Semihosting

Semihosting is a mechanism that lets embedded devices do I/O on the host and is mainly used to log messages to the host console. Semihosting requires a debug session and pretty much nothing else (no extra wires!) so it's super convenient to use. The downside is that it's super slow: each write operation can take several milliseconds depending on the hardware debugger (e.g. ST-Link) you use.

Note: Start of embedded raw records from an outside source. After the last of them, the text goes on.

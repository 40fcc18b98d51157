use tierkv::key::LogicalKey;
use tierkv::test_utils::{run_table_tests, TestCase};

#[test]
fn enforce_adds_missing_prefix() {
    let cases = vec![
        TestCase {
            name: "already_prefixed",
            input: "NS_settings",
            expected: "NS_settings".to_string(),
        },
        TestCase {
            name: "missing_prefix",
            input: "settings",
            expected: "NS_settings".to_string(),
        },
        TestCase {
            name: "lowercase_is_not_the_prefix",
            input: "ns_settings",
            expected: "NS_ns_settings".to_string(),
        },
        TestCase {
            name: "empty_key",
            input: "",
            expected: "NS_".to_string(),
        },
    ];

    run_table_tests(cases, |raw| LogicalKey::enforce(raw, "NS_").to_string());
}

#[test]
fn short_strips_prefix_once() {
    let key = LogicalKey::prefixed("NS_NS_x", "NS_");
    assert_eq!(key.as_str(), "NS_NS_x");
    assert_eq!(key.short("NS_"), "NS_x");
}

#[test]
fn archive_appends_suffix() {
    let key = LogicalKey::prefixed("petAbilityLogs", "NS_");
    assert_eq!(key.archive("_archive").as_str(), "NS_petAbilityLogs_archive");
}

The cortex-m-semihosting crate provides an API to do semihosting operations on Cortex-M devices. The program below is the semihosting version of "Hello, world!":

#![no_main]
#![no_std]

extern crate panic_halt;

use cortex_m_rt::entry;
use cortex_m_semihosting::hprintln;

#[entry]
fn main() -> ! {
    hprintln!("Hello, world!").unwrap();

    loop {}
}

If you run this program on hardware you'll see the "Hello, world!" message within the OpenOCD logs.

$ openocd
(..)
Hello, world!
(..)

You do need to enable semihosting in OpenOCD from GDB first:

(gdb) monitor arm semihosting enable
semihosting is enabled

QEMU understands semihosting operations so the above program will also work with qemu-system-arm without having to start a debug session. Note that you'll need to pass the -semihosting-config flag to QEMU to enable semihosting support; these flags are already included in the .cargo/config file of the template.

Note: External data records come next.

//! Fault-injecting backend for tests.
//!
//! `MockBackend` behaves like an in-memory tier until told otherwise. Faults
//! model the host failures the engine has to survive:
//!
//! | Fault | Effect |
//! |-------|--------|
//! | [`MockFault::Blocked`] | every call fails with `Unavailable` |
//! | [`MockFault::QuotaOnSet`] | the next `n` writes fail with a quota error |
//! | [`MockFault::DropWrites`] | writes report success but store nothing |
//! | [`MockFault::CorruptWrites`] | writes report success but store altered text |
//! | [`MockFault::FailReads`] | reads fail, writes still land |
//!
//! ```rust,ignore
//! let page = MockBackend::new(TierId::PagePrimary).with_value("NS_data", "[1,2,3]");
//! page.inject(MockFault::QuotaOnSet(1));
//! ```

use std::collections::{BTreeMap, HashMap};

use parking_lot::Mutex;

use super::{Backend, BackendError, BackendResult, QuotaEstimate, TierId};

/// Failure mode to inject.
#[derive(Debug, Clone, PartialEq, Eq)]
pub enum MockFault {
    Blocked,
    QuotaOnSet(u32),
    DropWrites,
    CorruptWrites,
    FailReads,
}

#[derive(Debug, Default)]
struct MockState {
    entries: HashMap<String, String>,
    blocked: bool,
    quota_failures: u32,
    drop_writes: bool,
    corrupt_writes: bool,
    fail_reads: bool,
    set_calls: HashMap<String, u32>,
    remove_calls: HashMap<String, u32>,
    get_calls: u32,
}

#[derive(Debug)]
pub struct MockBackend {
    tier: TierId,
    state: Mutex<MockState>,
}

impl MockBackend {
    #[must_use]
    pub fn new(tier: TierId) -> Self {
        Self {
            tier,
            state: Mutex::new(MockState::default()),
        }
    }

    /// Pre-populate raw text without counting it as a write.
    #[must_use]
    pub fn with_value(self, key: &str, raw: &str) -> Self {
        self.put_raw(key, raw);
        self
    }

    #[must_use]
    pub fn with_fault(self, fault: MockFault) -> Self {
        self.inject(fault);
        self
    }

    pub fn inject(&self, fault: MockFault) {
        let mut state = self.state.lock();
        match fault {
            MockFault::Blocked => state.blocked = true,
            MockFault::QuotaOnSet(n) => state.quota_failures = n,
            MockFault::DropWrites => state.drop_writes = true,
            MockFault::CorruptWrites => state.corrupt_writes = true,
            MockFault::FailReads => state.fail_reads = true,
        }
    }

    /// Remove every injected fault.
    pub fn heal(&self) {
        let mut state = self.state.lock();
        state.blocked = false;
        state.quota_failures = 0;
        state.drop_writes = false;
        state.corrupt_writes = false;
        state.fail_reads = false;
    }

    /// Write directly, bypassing faults and counters. Models a writer
    /// outside the engine's control.
    pub fn put_raw(&self, key: &str, raw: &str) {
        self.state
            .lock()
            .entries
            .insert(key.to_string(), raw.to_string());
    }

    #[must_use]
    pub fn raw(&self, key: &str) -> Option<String> {
        self.state.lock().entries.get(key).cloned()
    }

    /// Sorted copy of every stored entry.
    #[must_use]
    pub fn snapshot(&self) -> BTreeMap<String, String> {
        self.state
            .lock()
            .entries
            .iter()
            .map(|(k, v)| (k.clone(), v.clone()))
            .collect()
    }

    #[must_use]
    pub fn set_calls(&self, key: &str) -> u32 {
        self.state.lock().set_calls.get(key).copied().unwrap_or(0)
    }

    #[must_use]
    pub fn total_set_calls(&self) -> u32 {
        self.state.lock().set_calls.values().sum()
    }

    #[must_use]
    pub fn remove_calls(&self, key: &str) -> u32 {
        self.state.lock().remove_calls.get(key).copied().unwrap_or(0)
    }

    #[must_use]
    pub fn get_calls(&self) -> u32 {
        self.state.lock().get_calls
    }

    fn unavailable(&self) -> BackendError {
        BackendError::Unavailable {
            tier: self.tier,
            reason: "mock tier is blocked".to_string(),
        }
    }
}

impl Backend for MockBackend {
    fn tier(&self) -> TierId {
        self.tier
    }

    fn get(&self, key: &str) -> BackendResult<Option<String>> {
        let mut state = self.state.lock();
        state.get_calls += 1;
        if state.blocked {
            return Err(self.unavailable());
        }
        if state.fail_reads {
            return Err(BackendError::Io(std::io::Error::other("mock read failure")));
        }
        Ok(state.entries.get(key).cloned())
    }

    fn set(&self, key: &str, value: &str) -> BackendResult<()> {
        let mut state = self.state.lock();
        *state.set_calls.entry(key.to_string()).or_default() += 1;
        if state.blocked {
            return Err(self.unavailable());
        }
        if state.quota_failures > 0 {
            state.quota_failures -= 1;
            return Err(BackendError::Io(std::io::Error::other(
                "QuotaExceededError: the quota has been exceeded",
            )));
        }
        if state.drop_writes {
            return Ok(());
        }
        let stored = if state.corrupt_writes {
            format!("{value}#corrupt")
        } else {
            value.to_string()
        };
        state.entries.insert(key.to_string(), stored);
        Ok(())
    }

    fn remove(&self, key: &str) -> BackendResult<()> {
        let mut state = self.state.lock();
        *state.remove_calls.entry(key.to_string()).or_default() += 1;
        if state.blocked {
            return Err(self.unavailable());
        }
        state.entries.remove(key);
        Ok(())
    }

    fn clear(&self) -> BackendResult<()> {
        let mut state = self.state.lock();
        if state.blocked {
            return Err(self.unavailable());
        }
        state.entries.clear();
        Ok(())
    }

    fn estimate(&self) -> Option<QuotaEstimate> {
        let state = self.state.lock();
        let usage = state
            .entries
            .iter()
            .map(|(k, v)| (k.len() + v.len()) as u64)
            .sum();
        Some(QuotaEstimate {
            usage_bytes: usage,
            quota_bytes: Some(1024 * 1024),
        })
    }
}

$ # this program will block the terminal
$ cargo run
     Running `qemu-system-arm (..)
Hello, world!

There's also an exit semihosting operation that can be used to terminate the QEMU process. Important: do not use debug::exit on hardware; this function can corrupt your OpenOCD session and you will not be able to debug more programs until you restart it.

#![no_main]
#![no_std]

extern crate panic_halt;

use cortex_m_rt::entry;
use cortex_m_semihosting::debug;

#[entry]
fn main() -> ! {
    let roses = "blue";

    if roses == "red" {
        debug::exit(debug::EXIT_SUCCESS);
    } else {
        debug::exit(debug::EXIT_FAILURE);
    }

    loop {}
}
$ cargo run
     Running `qemu-system-arm (..)

$ echo $?
1

One last tip: you can set the panicking behavior to exit(EXIT_FAILURE). This will let you write no_std run-pass tests that you can run on QEMU.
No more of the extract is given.